### Task to complete:
Scan the entries below for "impl" and copy each line that holds it.

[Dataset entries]

- Opening Delimiter -

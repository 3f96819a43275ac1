//! Display toggles shared by every pane.
//!
//! Panes hold a [`Shared`](fretcad_core::Shared) handle to one
//! [`DisplaySettings`] value and read it on every render, so a toggle made
//! through one pane is seen by all of them on their next frame.

use crate::error::UnknownGridStyle;
use serde::{Deserialize, Serialize};
use std::fmt;
use std::str::FromStr;

/// How the background grid is drawn.
#[derive(Debug, Clone, Copy, PartialEq, Eq, Hash, Default, Serialize, Deserialize)]
#[serde(rename_all = "lowercase")]
pub enum GridStyle {
    /// Solid major lines with lighter minor lines between them.
    #[default]
    Lines,
    /// A dot at every sub-grid intersection.
    Dots,
}

impl fmt::Display for GridStyle {
    fn fmt(&self, f: &mut fmt::Formatter<'_>) -> fmt::Result {
        match self {
            GridStyle::Lines => write!(f, "lines"),
            GridStyle::Dots => write!(f, "dots"),
        }
    }
}

impl FromStr for GridStyle {
    type Err = UnknownGridStyle;

    fn from_str(s: &str) -> Result<Self, Self::Err> {
        match s.trim().to_lowercase().as_str() {
            "lines" | "line" => Ok(GridStyle::Lines),
            "dots" | "dot" => Ok(GridStyle::Dots),
            _ => Err(UnknownGridStyle(s.to_string())),
        }
    }
}

/// Presentation toggles
#[derive(Debug, Clone, Copy, PartialEq, Eq, Serialize, Deserialize)]
#[serde(default)]
pub struct DisplaySettings {
    pub show_grid: bool,
    pub show_rulers: bool,
    pub show_axes: bool,
    pub grid_style: GridStyle,
    pub dashed_minor_grid: bool,
}

impl Default for DisplaySettings {
    fn default() -> Self {
        Self {
            show_grid: true,
            show_rulers: true,
            show_axes: true,
            grid_style: GridStyle::Lines,
            dashed_minor_grid: true,
        }
    }
}

impl DisplaySettings {
    /// Pixel inset of the drawing area for the given ruler thickness.
    pub fn ruler_inset(&self, ruler_thickness: f64) -> f64 {
        if self.show_rulers {
            ruler_thickness
        } else {
            0.0
        }
    }
}
use std::sync::Arc;

use fretcad_canvas::{CanvasConfig, DisplaySettings, ResizeState, Size, SplitViewLayout};
use fretcad_core::{shared, AppEvent, EventBus, EventBusConfig, LayoutEvent, Pane};

fn layout_with_history() -> (SplitViewLayout, Arc<EventBus>) {
    let bus = Arc::new(EventBus::with_config(EventBusConfig {
        enable_history: true,
        ..Default::default()
    }));
    let layout = SplitViewLayout::new(
        CanvasConfig::default(),
        shared(DisplaySettings::default()),
        Arc::clone(&bus),
    );
    (layout, bus)
}

fn layout_events(bus: &EventBus) -> Vec<LayoutEvent> {
    bus.history()
        .into_iter()
        .filter_map(|e| match e {
            AppEvent::Layout(l) => Some(l),
            _ => None,
        })
        .collect()
}

#[test]
fn test_default_ratio() {
    let (layout, _) = layout_with_history();
    assert!(!layout.is_split());
    assert_eq!(layout.ratio(), 0.75);
    assert_eq!(layout.resize_state(), ResizeState::Idle);
    assert_eq!(layout.visible_panes(), vec![Pane::Top]);
}

#[test]
fn test_drag_to_top_edge_collapses() {
    let (mut layout, bus) = layout_with_history();
    layout.set_split(true);
    layout.begin_resize();
    layout.resize_to(32.0, 800.0); // 0.04
    assert_eq!(layout.ratio(), 0.1);
    assert!(layout.is_split());

    layout.end_resize();
    assert!(!layout.is_split());
    assert!(!layout.is_resizing());
    assert_eq!(
        layout_events(&bus),
        vec![
            LayoutEvent::SplitViewToggled { split: true },
            LayoutEvent::SplitRatioChanged { ratio: 0.1 },
            LayoutEvent::SplitCollapsed,
            LayoutEvent::SplitViewToggled { split: false },
        ]
    );
}

#[test]
fn test_drag_to_bottom_edge_collapses_and_resets() {
    let (mut layout, _) = layout_with_history();
    layout.set_split(true);
    layout.begin_resize();
    layout.resize_to(780.0, 800.0); // 0.975
    assert_eq!(layout.ratio(), 0.9);
    layout.end_resize();
    assert!(!layout.is_split());
    assert_eq!(layout.ratio(), 0.6);

    // Reopening uses the reset ratio
    layout.set_split(true);
    let area = Size::new(500.0, 1000.0);
    assert_eq!(layout.pane_dimensions(Pane::Top, area), Size::new(500.0, 600.0));
    assert_eq!(layout.pane_dimensions(Pane::Side, area), Size::new(500.0, 400.0));
}

#[test]
fn test_release_at_clamp_keeps_split() {
    let (mut layout, _) = layout_with_history();
    layout.set_split(true);
    layout.begin_resize();
    layout.resize_to(80.0, 800.0); // exactly 0.1
    layout.end_resize();
    assert!(layout.is_split());
    assert_eq!(layout.ratio(), 0.1);
}

#[test]
fn test_drag_back_from_edge_keeps_split() {
    let (mut layout, _) = layout_with_history();
    layout.set_split(true);
    layout.begin_resize();
    layout.resize_to(10.0, 800.0);
    layout.resize_to(300.0, 800.0);
    layout.end_resize();
    assert!(layout.is_split());
    assert_eq!(layout.ratio(), 0.375);
}

#[test]
fn test_end_resize_without_drag_is_noop() {
    let (mut layout, bus) = layout_with_history();
    layout.set_split(true);
    layout.end_resize();
    assert!(layout.is_split());
    assert_eq!(layout_events(&bus).len(), 1);
}

#[test]
fn test_apply_dimensions_centres_side_pane_once_visible() {
    let (mut layout, _) = layout_with_history();
    let area = Size::new(1000.0, 800.0);
    layout.apply_dimensions(area);
    assert_eq!(layout.viewport(Pane::Side).dimensions(), Size::new(1000.0, 0.0));
    assert_eq!(layout.viewport(Pane::Side).zoom(), 1.0);

    layout.set_split(true);
    layout.apply_dimensions(area);
    let side = layout.viewport(Pane::Side);
    assert_eq!(side.dimensions(), Size::new(1000.0, 200.0));
    assert!((side.zoom() - 1000.0 / (3840.0 * 1.1)).abs() < 1e-9);
    assert_eq!(layout.viewport(Pane::Top).dimensions(), Size::new(1000.0, 600.0));
}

- Closing Delimiter -

### Solution:
impl fmt::Display for GridStyle {
impl FromStr for GridStyle {
impl Default for DisplaySettings {
impl DisplaySettings {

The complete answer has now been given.